Dedication by a Ptolemaic officer

IGCyr132600

Trismegistos ID: 738873

Source Description

Support

Small fragment of a marble block, broken off above, below and at left (dimensions unknown).

Layout

Inscribed on the face.

Letters

Height unknown, very carefully cut, with small serifs; alpha with dropped bar, epsilon with short central bar, circular letters of the average size, rho with a square loop.

Place of Origin

Findspot.

Date

Between 156 and 145 B.C. (lettering, reign)

Findspot

Found and photographed probably before World War II, probably at Cyrene : apparently on the Fountain Terrace .

Present Location

Only known from a photograph in the archive of the Department of Antiquities.

Text constituted from

Transcription from photograph (CDL).

Bibliography

Not previously published.

Text

[Ὑπὲρ βασιλέως Πτολεμαίου θεοῦ Εὐ]ε̣ρ̣γ̣έτο[υ ............................]  τῶν ἀρχι-[σωματοφυλάκων ..........]  [ἀνέθη]κεν καὶ - - - - - -

Apparatus

French translation

 [---]  [Au nom du roi Ptolémée Dieux] Evergète, [Un tel], du corps des gardes du corps, a consacré  [---]  et  [---] .

English translation

 [---]  [On behalf of king Ptolemy God] Euergetes, [So-and-so], of the body-guards, dedicated  [---]  and  [---] .

Italian translation

 [---]  [Per il re Tolemeo Dio] Evergete, [il tale], delle guardie del corpo, ha dedicato  [---]  e  [---] .

Commentary

Although alphas with dropped bar are common in the Roman period, there has been a taste for this drawing during the second half of the second century B.C. in inscriptions related with Ptolemaic authorities, namely IGCyr015300, IGCyr063400, IGCyr063700 and IGCyr101600, all dating from the reign of Ptolemy VIII Euergetes II. Conversely the square loop of rho is not so common.

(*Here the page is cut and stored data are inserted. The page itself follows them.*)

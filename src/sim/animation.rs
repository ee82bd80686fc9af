//! Sprite animation state
//!
//! Frame advancement is driven by a tick counter and the current action.
//! Looping actions wrap around their strip; held poses stop on the last frame.

use serde::{Deserialize, Serialize};

use crate::tuning::AnimationTuning;

/// Pose the player is in, derived each tick from physics and input
#[derive(Debug, Clone, Copy, PartialEq, Eq, Default, Serialize, Deserialize)]
pub enum Action {
    #[default]
    Idle,
    Walk,
    Jump,
    Crouch,
}

impl Action {
    pub const ALL: [Action; 4] = [Action::Idle, Action::Walk, Action::Jump, Action::Crouch];

    /// Jump and crouch hold their last frame instead of looping
    pub fn holds_last_frame(self) -> bool {
        matches!(self, Action::Jump | Action::Crouch)
    }

    pub fn as_str(&self) -> &'static str {
        match self {
            Action::Idle => "idle",
            Action::Walk => "walk",
            Action::Jump => "jump",
            Action::Crouch => "crouch",
        }
    }
}

/// Horizontal facing of a sprite
#[derive(Debug, Clone, Copy, PartialEq, Eq, Default, Serialize, Deserialize)]
pub enum Facing {
    Left,
    #[default]
    Right,
}

/// One value per action, indexed by `Action`
#[derive(Debug, Clone, Copy, PartialEq, Serialize, Deserialize)]
pub struct ActionTable<T> {
    pub idle: T,
    pub walk: T,
    pub jump: T,
    pub crouch: T,
}

impl<T> ActionTable<T> {
    pub fn get(&self, action: Action) -> &T {
        match action {
            Action::Idle => &self.idle,
            Action::Walk => &self.walk,
            Action::Jump => &self.jump,
            Action::Crouch => &self.crouch,
        }
    }

    pub fn get_mut(&mut self, action: Action) -> &mut T {
        match action {
            Action::Idle => &mut self.idle,
            Action::Walk => &mut self.walk,
            Action::Jump => &mut self.jump,
            Action::Crouch => &mut self.crouch,
        }
    }

    pub fn iter(&self) -> impl Iterator<Item = &T> {
        [&self.idle, &self.walk, &self.jump, &self.crouch].into_iter()
    }
}

/// Current frame of an entity's sprite strip
#[derive(Debug, Clone, Default, PartialEq, Eq)]
pub struct AnimationState {
    action: Action,
    frame_index: u32,
    tick_count: u32,
}

impl AnimationState {
    pub fn new() -> Self {
        Self::default()
    }

    pub fn action(&self) -> Action {
        self.action
    }

    pub fn frame_index(&self) -> u32 {
        self.frame_index
    }

    pub fn tick_count(&self) -> u32 {
        self.tick_count
    }

    /// Switch action; restarts the strip only when the action actually changes
    pub fn set_action(&mut self, action: Action) {
        if self.action != action {
            self.action = action;
            self.frame_index = 0;
            self.tick_count = 0;
        }
    }

    /// Advance one tick
    pub fn update(&mut self, tuning: &AnimationTuning) {
        self.tick_count += 1;
        if self.tick_count <= tuning.ticks_per_frame {
            return;
        }
        self.tick_count = 0;

        let frames = (*tuning.frames.get(self.action)).max(1);
        if self.action.holds_last_frame() {
            if self.frame_index + 1 < frames {
                self.frame_index += 1;
            }
        } else {
            self.frame_index = (self.frame_index + 1) % frames;
        }
    }
}

#[cfg(test)]
mod tests {
    use super::*;

    fn run(anim: &mut AnimationState, tuning: &AnimationTuning, ticks: u32) {
        for _ in 0..ticks {
            anim.update(tuning);
        }
    }

    #[test]
    fn test_set_action_is_idempotent() {
        let tuning = AnimationTuning::default();
        let mut anim = AnimationState::new();
        anim.set_action(Action::Walk);
        run(&mut anim, &tuning, 7);
        let before = anim.clone();

        anim.set_action(Action::Walk);
        assert_eq!(anim, before);

        anim.set_action(Action::Idle);
        assert_eq!(anim.frame_index(), 0);
        assert_eq!(anim.tick_count(), 0);
    }

    #[test]
    fn test_frame_advances_after_threshold() {
        let tuning = AnimationTuning::default();
        let mut anim = AnimationState::new();

        run(&mut anim, &tuning, tuning.ticks_per_frame);
        assert_eq!(anim.frame_index(), 0);

        anim.update(&tuning);
        assert_eq!(anim.frame_index(), 1);
        assert_eq!(anim.tick_count(), 0);
    }

    #[test]
    fn test_idle_loops() {
        let tuning = AnimationTuning::default();
        let mut anim = AnimationState::new();
        let per_frame = tuning.ticks_per_frame + 1;

        run(&mut anim, &tuning, per_frame * tuning.frames.idle);
        assert_eq!(anim.frame_index(), 0);

        run(&mut anim, &tuning, per_frame * 3);
        assert_eq!(anim.frame_index(), 3);
    }

    #[test]
    fn test_jump_and_crouch_hold_last_frame() {
        let tuning = AnimationTuning::default();
        let per_frame = tuning.ticks_per_frame + 1;

        for action in [Action::Jump, Action::Crouch] {
            let mut anim = AnimationState::new();
            anim.set_action(action);
            run(&mut anim, &tuning, per_frame * 20);
            assert_eq!(anim.frame_index(), tuning.frames.get(action) - 1);
        }
    }

    #[test]
    fn test_action_table_lookup() {
        let table = ActionTable {
            idle: 1,
            walk: 2,
            jump: 3,
            crouch: 4,
        };
        let values: Vec<_> = Action::ALL.iter().map(|&a| *table.get(a)).collect();
        assert_eq!(values, vec![1, 2, 3, 4]);
        assert_eq!(table.iter().sum::<i32>(), 10);
    }
}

This oddity of lettering helps to decide that the Ptolemy mentioned at line 1 can only be the second Euergetes, here mentioned for himself and not as the father of Ptolemy IX Soter II. The genitive implies the preposition ὑπέρ and consequently the high probability that no line preceded our line 1, a fact that the damaged condition of the stone would not allow to decide.

In the lacuna at the beginning of line 2, the man with the aulic title ton archisomatophylakon should have been mentioned with name and father's name, followed either by another title or by a word at the accusative mentioning the monument dedicated (which might also remain subaudible).

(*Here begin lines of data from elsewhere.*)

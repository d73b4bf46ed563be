//! Benchmarks for the expensive seam placement phases: visibility
//! raycasting and the full aligned pipeline on a synthetic box.

use criterion::{black_box, criterion_group, criterion_main, Criterion};
use glam::{DMat4, DVec2, Vec3};
use seam_placer::mesh::TriangleSet;
use seam_placer::sampling::sample_uniform;
use seam_placer::visibility::raycast_visibility;
use seam_placer::{
  ExPolygon, ExternalPerimeter, Island, Params, Placer, SeamPosition, SlicedLayer, SlicedObject,
  VisibilityParams, VolumeKind,
};

fn box_mesh(min: Vec3, max: Vec3) -> TriangleSet {
  let positions = vec![
    Vec3::new(min.x, min.y, min.z),
    Vec3::new(max.x, min.y, min.z),
    Vec3::new(max.x, max.y, min.z),
    Vec3::new(min.x, max.y, min.z),
    Vec3::new(min.x, min.y, max.z),
    Vec3::new(max.x, min.y, max.z),
    Vec3::new(max.x, max.y, max.z),
    Vec3::new(min.x, max.y, max.z),
  ];
  let indices = vec![
    [0, 2, 1],
    [0, 3, 2],
    [4, 5, 6],
    [4, 6, 7],
    [0, 1, 5],
    [0, 5, 4],
    [1, 2, 6],
    [1, 6, 5],
    [2, 3, 7],
    [2, 7, 6],
    [3, 0, 4],
    [3, 4, 7],
  ];
  TriangleSet::new(positions, indices)
}

fn square_loop(side: f64) -> Vec<DVec2> {
  vec![
    DVec2::new(0.0, 0.0),
    DVec2::new(side, 0.0),
    DVec2::new(side, side),
    DVec2::new(0.0, side),
  ]
}

fn box_object(side: f64, layer_count: usize) -> SlicedObject {
  let layer_height = 0.2;
  let layers = (0..layer_count)
    .map(|index| SlicedLayer {
      slice_z: (index + 1) as f64 * layer_height,
      height: layer_height,
      perimeter_count: 1,
      islands: vec![Island {
        boundary: ExPolygon {
          contour: square_loop(side),
          holes: Vec::new(),
        },
        external_perimeters: vec![ExternalPerimeter {
          polygon: square_loop(side),
          width: 0.4,
          overhangs: Vec::new(),
        }],
      }],
    })
    .collect();

  SlicedObject {
    transform: DMat4::IDENTITY,
    volumes: vec![seam_placer::ModelVolume {
      kind: VolumeKind::ModelPart,
      mesh: box_mesh(
        Vec3::ZERO,
        Vec3::new(side as f32, side as f32, layer_count as f32 * 0.2),
      ),
      transform: DMat4::IDENTITY,
      seam_enforcers: TriangleSet::default(),
      seam_blockers: TriangleSet::default(),
    }],
    layers,
    strategy: SeamPosition::Aligned,
  }
}

fn bench_raycast_visibility(c: &mut Criterion) {
  let mesh = box_mesh(Vec3::ZERO, Vec3::new(20.0, 20.0, 20.0));
  let params = VisibilityParams {
    raycasting_visibility_samples_count: 5_000,
    fast_decimation_triangle_count_target: 16_000,
    sqr_rays_per_sample_point: 5,
  };
  let samples = sample_uniform(params.raycasting_visibility_samples_count, &mesh);

  c.bench_function("raycast_visibility (20mm box, 5k samples)", |b| {
    b.iter(|| {
      let visibility =
        raycast_visibility(&mesh, &samples, mesh.triangle_count(), black_box(&params));
      black_box(visibility)
    })
  });
}

fn bench_aligned_init(c: &mut Criterion) {
  let object = box_object(20.0, 50);
  let params = Params {
    visibility: VisibilityParams {
      raycasting_visibility_samples_count: 2_000,
      fast_decimation_triangle_count_target: 16_000,
      sqr_rays_per_sample_point: 3,
    },
    ..Params::default()
  };

  c.bench_function("Placer::init (aligned, 50 layers)", |b| {
    b.iter(|| {
      let placer = Placer::init(
        black_box(std::slice::from_ref(&object)),
        params.clone(),
        &|| false,
      )
      .unwrap();
      black_box(placer)
    })
  });
}

criterion_group!(benches, bench_raycast_visibility, bench_aligned_init);
criterion_main!(benches);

Moreover, Lucia Criscuolo ( per epistulam ) kindly adds two arguments helping to tighten the chronology between 156 and ca. 145: 1) this aulic title, attested for the first time in Egypt in 156/5, lasted for about one century; 2) from 145 on, in dedications with the formula ὑπέρ, the name of Ptolemy VIII is always followed by that of one or two queen(s), a mention for which there is no space here.

After καί another verb is expected, such as ἀφιέρωσεν, yet attested up to now only in dedications of the imperial period. Alternatively, another word at the accusative is also possible, see IGCyr092000.